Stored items

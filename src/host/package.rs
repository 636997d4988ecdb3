//! Package-manager driven hosts: apt for Ubuntu/Debian, yum-cron for CentOS.

use std::fmt;
use std::path::PathBuf;

use async_trait::async_trait;
use tracing::info;

use super::files::{FILE_MODE_DEFAULT, FILE_MODE_SCRIPT, HostConfig};
use super::{Host, HostInfo, HostKind, UpgradeStatus, systemd};
use crate::error::{HostUpgradesError, Result};

const SCRIPT_NAME: &str = "host-upgrades.sh";

// unattended-upgrades.conf has to be loaded after apt.conf.d for its
// Allowed-Origins list to take effect, hence Dir::Etc::main.
const APT_CONF: &str = "Dir::Etc::main \"{config_path}\";\n";

const APT_SCRIPT: &str = r#"
set -ue

apt-get update

unattended-upgrade -v > $HOST_PATH/unattended-upgrade.out

if [ -e /run/reboot-required ]; then
	# preserve timestamp
	cp -a /run/reboot-required $HOST_PATH/reboot-required
fi
"#;

const YUM_SCRIPT: &str = r#"
set -ue

yum-cron ${CONFIG_PATH:-} | tee $HOST_PATH/yum-cron.out

needs-restarting -r > $HOST_PATH/needs-restarting.out || touch -a $HOST_PATH/needs-restarting.stamp
"#;

#[derive(Debug, Clone, Copy, PartialEq, Eq)]
enum PackageManager {
    Apt,
    Yum,
}

impl PackageManager {
    const fn for_kind(kind: HostKind) -> Self {
        match kind {
            HostKind::Ubuntu | HostKind::Debian => Self::Apt,
            HostKind::CentOS => Self::Yum,
        }
    }

    const fn config_file(self) -> &'static str {
        match self {
            Self::Apt => "unattended-upgrades.conf",
            Self::Yum => "yum-cron.conf",
        }
    }

    const fn script(self) -> &'static str {
        match self {
            Self::Apt => APT_SCRIPT,
            Self::Yum => YUM_SCRIPT,
        }
    }

    const fn log_file(self) -> &'static str {
        match self {
            Self::Apt => "unattended-upgrade.out",
            Self::Yum => "yum-cron.out",
        }
    }

    /// File whose presence (and mtime) signals a pending reboot.
    const fn reboot_stamp(self) -> &'static str {
        match self {
            Self::Apt => "reboot-required",
            Self::Yum => "needs-restarting.stamp",
        }
    }

    const fn reboot_message(self) -> &'static str {
        match self {
            Self::Apt => "reboot-required",
            Self::Yum => "needs-restarting.out",
        }
    }
}

#[derive(Debug, Clone)]
struct Configured {
    files: HostConfig,
    script_path: PathBuf,
    env: Vec<(&'static str, String)>,
}

/// A host upgraded by running its package manager through a shell script.
#[derive(Debug, Clone)]
pub struct PackageHost {
    kind: HostKind,
    manager: PackageManager,
    info: HostInfo,
    configured: Option<Configured>,
}

impl PackageHost {
    pub const fn new(kind: HostKind, info: HostInfo) -> Self {
        Self {
            kind,
            manager: PackageManager::for_kind(kind),
            info,
            configured: None,
        }
    }

    pub const fn kind(&self) -> HostKind {
        self.kind
    }

    fn configured(&self) -> Result<&Configured> {
        self.configured
            .as_ref()
            .ok_or_else(|| HostUpgradesError::Host(format!("{} host is not configured", self.kind)))
    }

    /// Read back the output files written by the upgrade script.
    fn read_status(&self, files: &HostConfig) -> Result<UpgradeStatus> {
        let mut status = UpgradeStatus {
            upgrade_log: files.read_host_file(self.manager.log_file())?,
            ..Default::default()
        };

        if let Some(since) = files.stat_host_file(self.manager.reboot_stamp())? {
            status.reboot_required = true;
            status.reboot_required_since = Some(since);
            status.reboot_required_message = files.read_host_file(self.manager.reboot_message())?;
        }

        Ok(status)
    }
}

impl fmt::Display for PackageHost {
    fn fmt(&self, f: &mut fmt::Formatter<'_>) -> fmt::Result {
        write!(f, "{} {}", self.info.operating_system, self.info.operating_system_release)
    }
}

#[async_trait]
impl Host for PackageHost {
    fn info(&self) -> &HostInfo {
        &self.info
    }

    async fn configure(&mut self, config: &HostConfig) -> Result<()> {
        let host_path = config.mount().display().to_string();
        info!(host = %self, host_path = %host_path, "Using host path for output files");

        let config_file = self.manager.config_file();
        let copied = if config.file_exists(config_file)? {
            let path = config.copy_host_file(config_file)?;
            info!(host = %self, path = %path.display(), "Using copied {}", config_file);
            Some(path.display().to_string())
        } else {
            info!(host = %self, "No {} configured", config_file);
            None
        };

        let mut env = vec![("HOST_PATH", host_path)];

        match (self.manager, copied) {
            (PackageManager::Apt, Some(config_path)) => {
                let apt_conf = APT_CONF.replace("{config_path}", &config_path);
                let path = config.write_host_file("apt.conf", apt_conf.as_bytes(), FILE_MODE_DEFAULT)?;
                env.push(("APT_CONFIG", path.display().to_string()));
            }
            (PackageManager::Apt, None) => {}
            (PackageManager::Yum, config_path) => {
                env.push(("CONFIG_PATH", config_path.unwrap_or_default()));
            }
        }

        let script_path =
            config.write_host_file(SCRIPT_NAME, self.manager.script().as_bytes(), FILE_MODE_SCRIPT)?;
        info!(host = %self, path = %script_path.display(), "Using generated upgrade script");

        self.configured = Some(Configured {
            files: config.clone(),
            script_path,
            env,
        });

        Ok(())
    }

    async fn upgrade(&self) -> Result<UpgradeStatus> {
        let configured = self.configured()?;
        let cmd = vec![
            "/bin/sh".to_string(),
            "-x".to_string(),
            configured.script_path.display().to_string(),
        ];

        info!(host = %self, "Running host upgrade");
        systemd::exec(systemd::UNIT, &configured.env, &cmd).await?;

        self.read_status(&configured.files)
            .map_err(|e| HostUpgradesError::Upgrade(format!("Failed to read upgrade output: {}", e)))
    }

    async fn reboot(&self) -> Result<()> {
        systemd::reboot().await
    }
}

- PROBLEM STATEMENT
Each of the records is to be written out again exactly.

- TASK OUTPUT
filename src/host/package.rs
repository 636997d4988ecdb3
//! Package-manager driven hosts: apt for Ubuntu/Debian, yum-cron for CentOS.

use std::fmt;
use std::path::PathBuf;

use async_trait::async_trait;
use tracing::info;

use super::files::{FILE_MODE_DEFAULT, FILE_MODE_SCRIPT, HostConfig};
use super::{Host, HostInfo, HostKind, UpgradeStatus, systemd};
use crate::error::{HostUpgradesError, Result};

const SCRIPT_NAME: &str = "host-upgrades.sh";

// unattended-upgrades.conf has to be loaded after apt.conf.d for its
// Allowed-Origins list to take effect, hence Dir::Etc::main.
const APT_CONF: &str = "Dir::Etc::main \"{config_path}\";\n";

const APT_SCRIPT: &str = r#"
set -ue

apt-get update

unattended-upgrade -v > $HOST_PATH/unattended-upgrade.out

if [ -e /run/reboot-required ]; then
	# preserve timestamp
	cp -a /run/reboot-required $HOST_PATH/reboot-required
fi
"#;

const YUM_SCRIPT: &str = r#"
set -ue

yum-cron ${CONFIG_PATH:-} | tee $HOST_PATH/yum-cron.out

needs-restarting -r > $HOST_PATH/needs-restarting.out || touch -a $HOST_PATH/needs-restarting.stamp
"#;

#[derive(Debug, Clone, Copy, PartialEq, Eq)]
enum PackageManager {
    Apt,
    Yum,
}

impl PackageManager {
    const fn for_kind(kind: HostKind) -> Self {
        match kind {
            HostKind::Ubuntu | HostKind::Debian => Self::Apt,
            HostKind::CentOS => Self::Yum,
        }
    }

    const fn config_file(self) -> &'static str {
        match self {
            Self::Apt => "unattended-upgrades.conf",
            Self::Yum => "yum-cron.conf",
        }
    }

    const fn script(self) -> &'static str {
        match self {
            Self::Apt => APT_SCRIPT,
            Self::Yum => YUM_SCRIPT,
        }
    }

    const fn log_file(self) -> &'static str {
        match self {
            Self::Apt => "unattended-upgrade.out",
            Self::Yum => "yum-cron.out",
        }
    }

    /// File whose presence (and mtime) signals a pending reboot.
    const fn reboot_stamp(self) -> &'static str {
        match self {
            Self::Apt => "reboot-required",
            Self::Yum => "needs-restarting.stamp",
        }
    }

    const fn reboot_message(self) -> &'static str {
        match self {
            Self::Apt => "reboot-required",
            Self::Yum => "needs-restarting.out",
        }
    }
}

#[derive(Debug, Clone)]
struct Configured {
    files: HostConfig,
    script_path: PathBuf,
    env: Vec<(&'static str, String)>,
}

/// A host upgraded by running its package manager through a shell script.
#[derive(Debug, Clone)]
pub struct PackageHost {
    kind: HostKind,
    manager: PackageManager,
    info: HostInfo,
    configured: Option<Configured>,
}

impl PackageHost {
    pub const fn new(kind: HostKind, info: HostInfo) -> Self {
        Self {
            kind,
            manager: PackageManager::for_kind(kind),
            info,
            configured: None,
        }
    }

    pub const fn kind(&self) -> HostKind {
        self.kind
    }

    fn configured(&self) -> Result<&Configured> {
        self.configured
            .as_ref()
            .ok_or_else(|| HostUpgradesError::Host(format!("{} host is not configured", self.kind)))
    }

    /// Read back the output files written by the upgrade script.
    fn read_status(&self, files: &HostConfig) -> Result<UpgradeStatus> {
        let mut status = UpgradeStatus {
            upgrade_log: files.read_host_file(self.manager.log_file())?,
            ..Default::default()
        };

        if let Some(since) = files.stat_host_file(self.manager.reboot_stamp())? {
            status.reboot_required = true;
            status.reboot_required_since = Some(since);
            status.reboot_required_message = files.read_host_file(self.manager.reboot_message())?;
        }

        Ok(status)
    }
}

impl fmt::Display for PackageHost {
    fn fmt(&self, f: &mut fmt::Formatter<'_>) -> fmt::Result {
        write!(f, "{} {}", self.info.operating_system, self.info.operating_system_release)
    }
}

#[async_trait]
impl Host for PackageHost {
    fn info(&self) -> &HostInfo {
        &self.info
    }

    async fn configure(&mut self, config: &HostConfig) -> Result<()> {
        let host_path = config.mount().display().to_string();
        info!(host = %self, host_path = %host_path, "Using host path for output files");

        let config_file = self.manager.config_file();
        let copied = if config.file_exists(config_file)? {
            let path = config.copy_host_file(config_file)?;
            info!(host = %self, path = %path.display(), "Using copied {}", config_file);
            Some(path.display().to_string())
        } else {
            info!(host = %self, "No {} configured", config_file);
            None
        };

        let mut env = vec![("HOST_PATH", host_path)];

        match (self.manager, copied) {
            (PackageManager::Apt, Some(config_path)) => {
                let apt_conf = APT_CONF.replace("{config_path}", &config_path);
                let path = config.write_host_file("apt.conf", apt_conf.as_bytes(), FILE_MODE_DEFAULT)?;
                env.push(("APT_CONFIG", path.display().to_string()));
            }
            (PackageManager::Apt, None) => {}
            (PackageManager::Yum, config_path) => {
                env.push(("CONFIG_PATH", config_path.unwrap_or_default()));
            }
        }

        let script_path =
            config.write_host_file(SCRIPT_NAME, self.manager.script().as_bytes(), FILE_MODE_SCRIPT)?;
        info!(host = %self, path = %script_path.display(), "Using generated upgrade script");

        self.configured = Some(Configured {
            files: config.clone(),
            script_path,
            env,
        });

        Ok(())
    }

    async fn upgrade(&self) -> Result<UpgradeStatus> {
        let configured = self.configured()?;
        let cmd = vec![
            "/bin/sh".to_string(),
            "-x".to_string(),
            configured.script_path.display().to_string(),
        ];

        info!(host = %self, "Running host upgrade");
        systemd::exec(systemd::UNIT, &configured.env, &cmd).await?;

        self.read_status(&configured.files)
            .map_err(|e| HostUpgradesError::Upgrade(format!("Failed to read upgrade output: {}", e)))
    }

    async fn reboot(&self) -> Result<()> {
        systemd::reboot().await
    }
}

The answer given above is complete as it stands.